RECORD EXCERPTS.
+++++

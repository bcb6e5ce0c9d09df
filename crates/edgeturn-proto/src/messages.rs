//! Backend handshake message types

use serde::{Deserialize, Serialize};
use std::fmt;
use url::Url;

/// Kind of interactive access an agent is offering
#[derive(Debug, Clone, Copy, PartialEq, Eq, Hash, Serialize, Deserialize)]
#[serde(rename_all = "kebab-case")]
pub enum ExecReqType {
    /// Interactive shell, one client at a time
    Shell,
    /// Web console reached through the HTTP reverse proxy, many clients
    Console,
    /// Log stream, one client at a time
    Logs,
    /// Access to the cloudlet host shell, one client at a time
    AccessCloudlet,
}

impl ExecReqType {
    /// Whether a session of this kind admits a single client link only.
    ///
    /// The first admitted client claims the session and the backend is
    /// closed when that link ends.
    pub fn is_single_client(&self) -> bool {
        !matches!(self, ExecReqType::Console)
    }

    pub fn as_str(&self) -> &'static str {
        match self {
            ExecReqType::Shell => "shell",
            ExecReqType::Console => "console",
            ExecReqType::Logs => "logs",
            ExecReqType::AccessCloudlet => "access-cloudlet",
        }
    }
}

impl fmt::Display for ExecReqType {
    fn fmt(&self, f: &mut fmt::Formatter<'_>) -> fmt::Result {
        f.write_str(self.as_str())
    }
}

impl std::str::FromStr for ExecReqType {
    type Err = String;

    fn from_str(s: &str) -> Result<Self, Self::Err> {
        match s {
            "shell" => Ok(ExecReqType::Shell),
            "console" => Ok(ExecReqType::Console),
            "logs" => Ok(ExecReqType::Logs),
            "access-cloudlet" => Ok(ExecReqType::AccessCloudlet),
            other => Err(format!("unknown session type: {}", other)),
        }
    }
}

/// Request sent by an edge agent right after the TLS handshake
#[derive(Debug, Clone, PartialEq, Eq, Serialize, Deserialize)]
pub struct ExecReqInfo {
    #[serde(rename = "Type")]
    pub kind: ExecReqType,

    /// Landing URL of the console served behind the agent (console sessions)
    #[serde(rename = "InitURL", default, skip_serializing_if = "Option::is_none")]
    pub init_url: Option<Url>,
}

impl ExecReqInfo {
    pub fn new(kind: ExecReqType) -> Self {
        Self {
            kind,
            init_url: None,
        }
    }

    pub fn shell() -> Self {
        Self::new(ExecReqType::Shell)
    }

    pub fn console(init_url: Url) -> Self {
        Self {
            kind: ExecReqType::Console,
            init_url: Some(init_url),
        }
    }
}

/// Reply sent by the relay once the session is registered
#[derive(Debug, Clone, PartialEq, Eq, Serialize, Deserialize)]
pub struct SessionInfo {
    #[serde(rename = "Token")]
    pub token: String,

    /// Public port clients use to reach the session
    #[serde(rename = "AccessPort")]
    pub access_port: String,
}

+++++

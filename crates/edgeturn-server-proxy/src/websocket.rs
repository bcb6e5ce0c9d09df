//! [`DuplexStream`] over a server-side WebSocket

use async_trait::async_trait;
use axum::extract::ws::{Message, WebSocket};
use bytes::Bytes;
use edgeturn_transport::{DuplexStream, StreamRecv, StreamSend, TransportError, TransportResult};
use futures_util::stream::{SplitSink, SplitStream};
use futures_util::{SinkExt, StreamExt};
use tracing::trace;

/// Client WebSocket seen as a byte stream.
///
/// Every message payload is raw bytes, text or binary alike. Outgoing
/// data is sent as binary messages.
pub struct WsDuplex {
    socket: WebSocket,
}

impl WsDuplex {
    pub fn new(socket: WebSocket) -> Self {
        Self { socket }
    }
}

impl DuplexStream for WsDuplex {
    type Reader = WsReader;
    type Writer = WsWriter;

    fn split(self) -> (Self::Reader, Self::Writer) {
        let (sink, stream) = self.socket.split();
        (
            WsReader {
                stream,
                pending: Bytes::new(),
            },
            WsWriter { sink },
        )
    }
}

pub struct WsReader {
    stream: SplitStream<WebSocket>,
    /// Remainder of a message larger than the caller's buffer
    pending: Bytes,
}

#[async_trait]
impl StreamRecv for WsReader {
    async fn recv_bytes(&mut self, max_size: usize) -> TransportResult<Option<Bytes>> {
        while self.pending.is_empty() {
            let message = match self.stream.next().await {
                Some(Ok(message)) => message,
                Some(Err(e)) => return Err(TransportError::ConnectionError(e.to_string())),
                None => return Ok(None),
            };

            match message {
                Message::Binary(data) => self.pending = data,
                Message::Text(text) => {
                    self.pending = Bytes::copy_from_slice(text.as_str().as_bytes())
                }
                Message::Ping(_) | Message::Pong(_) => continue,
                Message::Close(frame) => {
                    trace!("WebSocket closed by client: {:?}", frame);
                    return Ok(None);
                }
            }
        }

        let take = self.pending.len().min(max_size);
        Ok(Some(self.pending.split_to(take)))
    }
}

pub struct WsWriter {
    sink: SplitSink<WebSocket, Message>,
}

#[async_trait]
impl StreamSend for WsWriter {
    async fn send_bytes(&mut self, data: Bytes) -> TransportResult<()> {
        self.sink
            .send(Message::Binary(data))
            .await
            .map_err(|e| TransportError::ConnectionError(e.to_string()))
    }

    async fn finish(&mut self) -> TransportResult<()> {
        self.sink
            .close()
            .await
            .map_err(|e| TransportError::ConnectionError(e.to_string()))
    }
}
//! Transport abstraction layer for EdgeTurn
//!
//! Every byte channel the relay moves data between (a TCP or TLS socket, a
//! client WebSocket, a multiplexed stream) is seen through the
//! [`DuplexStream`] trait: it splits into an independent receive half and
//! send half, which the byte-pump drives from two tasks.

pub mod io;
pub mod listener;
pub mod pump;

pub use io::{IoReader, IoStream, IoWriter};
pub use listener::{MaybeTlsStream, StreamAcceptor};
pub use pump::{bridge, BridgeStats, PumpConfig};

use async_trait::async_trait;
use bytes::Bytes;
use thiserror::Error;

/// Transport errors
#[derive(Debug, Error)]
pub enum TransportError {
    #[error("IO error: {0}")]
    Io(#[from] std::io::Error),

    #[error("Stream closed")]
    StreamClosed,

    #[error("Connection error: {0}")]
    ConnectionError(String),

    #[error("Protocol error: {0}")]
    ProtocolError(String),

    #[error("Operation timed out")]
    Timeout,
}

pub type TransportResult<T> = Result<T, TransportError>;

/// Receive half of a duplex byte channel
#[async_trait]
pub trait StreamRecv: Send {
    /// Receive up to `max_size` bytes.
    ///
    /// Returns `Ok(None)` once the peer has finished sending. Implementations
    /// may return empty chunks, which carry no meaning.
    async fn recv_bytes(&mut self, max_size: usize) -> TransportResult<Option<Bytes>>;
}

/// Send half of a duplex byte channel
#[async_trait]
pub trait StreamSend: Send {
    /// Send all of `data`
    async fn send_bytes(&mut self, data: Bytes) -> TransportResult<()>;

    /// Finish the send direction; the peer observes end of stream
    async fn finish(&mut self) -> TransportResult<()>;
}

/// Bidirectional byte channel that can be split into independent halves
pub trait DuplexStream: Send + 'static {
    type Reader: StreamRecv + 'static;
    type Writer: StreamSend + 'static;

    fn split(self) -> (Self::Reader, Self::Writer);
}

+++++

THE TASK. Wherever a line of the listing above contains the string "agent", copy that line.

RESPONSE BOX.
/// Kind of interactive access an agent is offering
/// Request sent by an edge agent right after the TLS handshake
    /// Landing URL of the console served behind the agent (console sessions)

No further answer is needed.